- Sort seeds to pick out rocks and remove any obviously damaged seeds.
- Soak seeds. 1-3 days. For most beans, 12 hours is sufficient. After 12 hours, more than half of the lupin beans will be nicely swelled, but a pretty good portion will still not be. The longer you soak for, the more beans will be swelled and ready to sprout. 3 days seemed to be long enough for 95% or more of the lupin beans to become swelled (I plan to look at this more scientifically in the future). I don't think over-soaking will effect germination rate, but it might be a good idea to change the water and let them breathe for a little while every day. Also, if you happen to have a wire mesh with about 0.6 cm between the wires, it should be easy to screen the unswelled beans from the swelled beans.
- After soaking, drain and put in a pot, or a large bowl, or any other large container with a cover.
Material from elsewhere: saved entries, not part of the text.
use crate::form::Form;
use anyhow::{Context, Result};
use chrono::{DateTime, Utc};
use fs2::FileExt;
use serde::{Deserialize, Serialize};
use std::fs::{self, OpenOptions};
use std::path::Path;

/// The form as persisted between invocations.
#[derive(Debug, Serialize, Deserialize, Clone)]
pub struct SavedForm {
    pub version: String,
    #[serde(default)]
    pub form: Form,
    pub updated_at: Option<DateTime<Utc>>,
}

impl Default for SavedForm {
    fn default() -> Self {
        Self {
            version: "1.0.0".to_string(),
            form: Form::default(),
            updated_at: None,
        }
    }
}

impl SavedForm {
    pub fn load<P: AsRef<Path>>(path: P) -> Result<Self> {
        let path = path.as_ref();
        if !path.exists() {
            return Ok(Self::default());
        }
        let content = fs::read_to_string(path).context("Failed to read form file")?;

        if content.trim().is_empty() {
            return Ok(Self::default());
        }

        serde_json::from_str(&content).context("Failed to parse form JSON")
    }

    pub fn save<P: AsRef<Path>>(&self, path: P) -> Result<()> {
        let content = serde_json::to_string_pretty(self).context("Failed to serialize form")?;

        let path = path.as_ref();
        if let Some(parent) = path.parent() {
            fs::create_dir_all(parent)?;
        }

        // Atomic write: temp file, then rename over the old one
        let temp_path = path.with_extension("tmp");
        fs::write(&temp_path, content)?;
        fs::rename(&temp_path, path)?;

        Ok(())
    }
}

/// Run `f` against the saved form under an exclusive lock.
///
/// The form is written back only when `f` succeeds, so a rejected calculation
/// leaves the file exactly as it was.
pub fn with_form_lock<F, R>(lock_path: &Path, form_path: &Path, f: F) -> Result<R>
where
    F: FnOnce(&mut SavedForm) -> Result<R>,
{
    if let Some(parent) = lock_path.parent() {
        fs::create_dir_all(parent)?;
    }

    let file = OpenOptions::new()
        .read(true)
        .write(true)
        .create(true)
        .truncate(true)
        .open(lock_path)
        .context("Failed to open lock file")?;

    file.lock_exclusive().context("Failed to acquire lock")?;

    let mut saved = SavedForm::load(form_path)?;

    let result = f(&mut saved);

    if result.is_ok() {
        saved.updated_at = Some(Utc::now());
        saved.save(form_path)?;
    }

    file.unlock().context("Failed to unlock")?;

    result
}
Put the cover on (I usually leave it open just a crack, the idea is to keep the humidity high, but you also don't want to suffocate them).
- Rinse and drain at least once every day. You need to be gentle with lupin sprouts, blasting them with water (as I do with mung sprouts) will cause the cotyledons to snap off which will prevent the sprout from growing any bigger (the cotyledons are what gives them the energy to grow).
- Do this for about 7 days, or until they are the desired size. At 7 days, some of them will have started making their first little leafs.
- Rinse, drain, eat, or refrigerate
- Do not attempt to remove the hulls. Sometimes with other beans, I remove the hulls by soaking the beans in a big pot of water and using my hands to agitate them so the hulls fall off, then just pouring the hulls off. Lupin hulls seem to be attached more firmly than the hulls of other beans. It's definitely possible to slip them off, but the only way I could find to get them off without also knocking the cotyledons off was to individually pull them off of each sprout. That was way more work than I was interested in doing, so I just left them on. The hulls are a bit chewy, which maybe some people won't like, but, it's good fiber, so you might as well just eat them...
Monday, May 19, 2014
lupin sprouts
Sprouting lupins is not much different from sprouting any other kind of bean. In this post, I'll relate the sprouting method I used for Australian sweet lupins (which I purchased from Lupina), and highlight some differences I noticed between sprouting lupins and sprouting mung beans. Lupin sprouts are bigger and a bit tougher than mung sprouts, and their cotyledons are much more prominent. The sprouts don't have a strong flavor, but the cotyledons seem to have a faint cucumber taste to them. Any thing you can do with mung sprouts, I think you can do also with lupin sprouts. I made a salad from fresh sprouts, which was good. I also cooked some of them and put them in a stew, which was also good (although you can't really taste them in the stew...).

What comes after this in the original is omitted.